Despite its brevity, this is no tract, but a scholarly and invigorating exploration of the actual events of the siege of Londonderry, the relating of those events, the interpretations placed on them, their commemoration over the years, and the development of "the siege myth".

Along the way, Dr McBride disposes of several other myths. The regular celebration of the events of the siege, in Derry and elsewhere, is not, as has been suggested, a recent product of post-Home Rule unionism, but much older. Nor has the siege been merely a major icon in the Orange calendar; it has had varying significance for different celebrants at different times - a Whig triumph of liberty over a tyrannical crown, in which the Catholic clergy of Derry were happy to join, a Protestant victory for individual conscience over the authoritarianism of Rome, a unionist survival of the worst onslaughts of Irish nationalism.

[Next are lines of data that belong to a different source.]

impl Processor {
    pub fn new(session: Session, config: ProcessorConfig) -> Self {
        Self {
            session,
            config,
            jobs: Vec::new(),
        }
    }

    pub fn config(&self) -> &ProcessorConfig {
        &self.config
    }

    pub fn session(&self) -> &Session {
        &self.session
    }

    /// Handle to the most recently submitted job
    pub fn latest_job(&self) -> Option<&JobHandle> {
        self.jobs.last()
    }

    /// Every job submitted by this processor, oldest first
    pub fn jobs(&self) -> &[JobHandle] {
        &self.jobs
    }

    /// Submits a processing job
    ///
    /// # Arguments
    /// * `inputs` - Input channels; local sources are uploaded first
    /// * `outputs` - Output channels
    /// * `options` - Arguments, job name and wait behaviour
    ///
    /// # Returns
    /// Handle to the submitted job. When `options.wait` is set the handle's
    /// cached description carries the terminal status.
    pub async fn run(
        &mut self,
        inputs: Vec<ProcessingInput>,
        outputs: Vec<ProcessingOutput>,
        options: RunOptions,
    ) -> Result<JobHandle> {
        if options.logs && !options.wait {
            return Err(ClientError::validation(
                "Logs can only be shown if wait is set to True. Please either set wait to True or set logs to False.",
            ));
        }

        let job_name = options
            .job_name
            .clone()
            .unwrap_or_else(|| self.config.job_name());

        let inputs = self.normalize_inputs(&job_name, inputs).await?;
        let outputs = normalize_outputs(&self.session.default_bucket(), &job_name, outputs)?;
        let role_arn = self.session.expand_role(&self.config.role);

        let request = processing_request(
            &self.config,
            &job_name,
            &inputs,
            &outputs,
            options.arguments.clone(),
            role_arn,
        );

        info!(
            job = %job_name,
            image = %self.config.image_uri,
            inputs = inputs.len(),
            outputs = outputs.len(),
            "Creating processing job"
        );
        self.session
            .control()
            .create_processing_job(&request)
            .await?;

        self.jobs
            .push(JobHandle::new(self.session.clone(), JobKind::Processing, &job_name));
        let job = self
            .jobs
            .last_mut()
            .ok_or_else(|| ClientError::InternalError("Submitted job was not recorded".into()))?;
        if options.wait {
            job.wait(options.logs).await?;
        }

        Ok(job.clone())
    }

    /// Names unnamed inputs and uploads local sources
    async fn normalize_inputs(
        &self,
        job_name: &str,
        inputs: Vec<ProcessingInput>,
    ) -> Result<Vec<ProcessingInput>> {
        let mut normalized = Vec::with_capacity(inputs.len());

        for (index, mut input) in inputs.into_iter().enumerate() {
            let name = input
                .input_name
                .clone()
                .unwrap_or_else(|| format!("input-{}", index + 1));

            if !is_s3_uri(&input.source) {
                let prefix = format!("{job_name}/input/{name}");
                input.source = self
                    .session
                    .upload_data(Path::new(&input.source), None, &prefix)
                    .await?;
            }

            input.input_name = Some(name);
            normalized.push(input);
        }

        Ok(normalized)
    }
}

/// Names unnamed outputs and fills in missing destinations
pub fn normalize_outputs(
    bucket: &str,
    job_name: &str,
    outputs: Vec<ProcessingOutput>,
) -> Result<Vec<ProcessingOutput>> {
    outputs
        .into_iter()
        .enumerate()
        .map(|(index, mut output)| {
            let name = output
                .output_name
                .clone()
                .unwrap_or_else(|| format!("output-{}", index + 1));

            match &output.destination {
                Some(destination) if !is_s3_uri(destination) => {
                    return Err(ClientError::validation(format!(
                        "Output destination must be an s3:// URI, got {destination}"
                    )));
                }
                Some(_) => {}
                None => {
                    let key = format!("{job_name}/output/{name}");
                    output.destination = Some(S3Uri::new(bucket, key).to_string());
                }
            }

            output.output_name = Some(name);
            Ok(output)
        })
        .collect()
}

/// Builds the `CreateProcessingJob` request from normalized channels
pub fn processing_request(
    config: &ProcessorConfig,
    job_name: &str,
    inputs: &[ProcessingInput],
    outputs: &[ProcessingOutput],
    arguments: Option<Vec<String>>,
    role_arn: String,
) -> CreateProcessingJobRequest {
    let processing_output_config = (!outputs.is_empty()).then(|| ProcessingOutputConfig {
        outputs: outputs.iter().map(ProcessingOutput::to_entry).collect(),
        kms_key_id: config.output_kms_key.clone(),
    });

    CreateProcessingJobRequest {
        processing_job_name: job_name.to_string(),
        processing_inputs: inputs.iter().map(ProcessingInput::to_config).collect(),
        processing_output_config,
        processing_resources: ProcessingResources {
            cluster_config: ClusterConfig {
                instance_count: config.instance_count,
                instance_type: config.instance_type.clone(),
                volume_size_in_gb: config.volume_size_in_gb,
                volume_kms_key_id: config.volume_kms_key.clone(),
            },
        },
        stopping_condition: config
            .max_runtime_in_seconds
            .map(|max_runtime_in_seconds| StoppingCondition {
                max_runtime_in_seconds,
            }),
        app_specification: AppSpecification {
            image_uri: config.image_uri.clone(),
            container_entrypoint: config.entrypoint.clone(),
            container_arguments: arguments,
        },
        environment: config.env.clone(),
        network_config: config.network_config.clone(),
        role_arn,
        tags: config.tags.clone(),
    }
}

// ============================================================================
// Script Processor
// ============================================================================

/// Processor that runs a user script with an interpreter command
#[derive(Debug, Clone)]
pub struct ScriptProcessor {
    processor: Processor,
    command: Vec<String>,
}

impl ScriptProcessor {
    /// # Arguments
    /// * `command` - Interpreter invocation the script path is appended to, e.g. `["python3"]`
    pub fn new(session: Session, config: ProcessorConfig, command: Vec<String>) -> Self {
        Self {
            processor: Processor::new(session, config),
            command,
        }
    }

    /// Script processor on the scikit-learn image for `framework_version`
    ///
    /// The image in `config` is replaced by the region's scikit-learn image;
    /// `command` defaults to `["python3"]`.
    pub fn sklearn(
        session: Session,
        framework_version: &str,
        mut config: ProcessorConfig,
        command: Option<Vec<String>>,
    ) -> Result<Self> {
        config.image_uri = sklearn_image_uri(framework_version, session.region())?;
        let command = command.unwrap_or_else(|| vec!["python3".to_string()]);
        Ok(Self::new(session, config, command))
    }

    pub fn processor(&self) -> &Processor {
        &self.processor
    }

    pub fn command(&self) -> &[String] {
        &self.command
    }

    pub fn latest_job(&self) -> Option<&JobHandle> {
        self.processor.latest_job()
    }

    /// Uploads `code` and runs it inside the container
    ///
    /// # Arguments
    /// * `code` - Local script path or `s3://` URI of the script
    /// * `inputs` - Additional inputs; the script is appended as input `code`
    /// * `outputs` - Output channels
    /// * `options` - Arguments, job name and wait behaviour
    pub async fn run(
        &mut self,
        code: &str,
        mut inputs: Vec<ProcessingInput>,
        outputs: Vec<ProcessingOutput>,
        mut options: RunOptions,
    ) -> Result<JobHandle> {
        let script_name = script_file_name(code)?;
        let job_name = options
            .job_name
            .clone()
            .unwrap_or_else(|| self.processor.config.job_name());

        let code_uri = if is_s3_uri(code) {
            code.to_string()
        } else {
            let prefix = format!("{job_name}/input/{CODE_INPUT_NAME}");
            self.processor
                .session
                .upload_data(Path::new(code), None, &prefix)
                .await?
        };

        inputs.push(ProcessingInput::new(code_uri, CODE_CONTAINER_DIR).with_name(CODE_INPUT_NAME));

        let mut entrypoint = self.command.clone();
        entrypoint.push(format!("{CODE_CONTAINER_DIR}{script_name}"));
        self.processor.config.entrypoint = Some(entrypoint);

        options.job_name = Some(job_name);
        self.processor.run(inputs, outputs, options).await
    }
}

fn script_file_name(code: &str) -> Result<String> {
    let name = code
        .trim_end_matches('/')
        .rsplit('/')
        .next()
        .unwrap_or_default();
    if name.is_empty() || code.ends_with('/') {
        return Err(ClientError::validation(format!(
            "code must point at a single file, got {code}"
        )));
    }
    Ok(name.to_string())
}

So what can the Siege of Derry tell us about Ulster Protestant mythology? Dr McBride talks of the "tyrannical hold of the siege myth over Protestant political consciousness". Certainly, the imagery of the siege - the beleaguered community, isolated among hostile forces, under pressure to surrender, fearful of disloyalty within and unsure of outside help - has been repeatedly invoked by Ulster unionists to describe their situation, particularly since the 1886 crisis.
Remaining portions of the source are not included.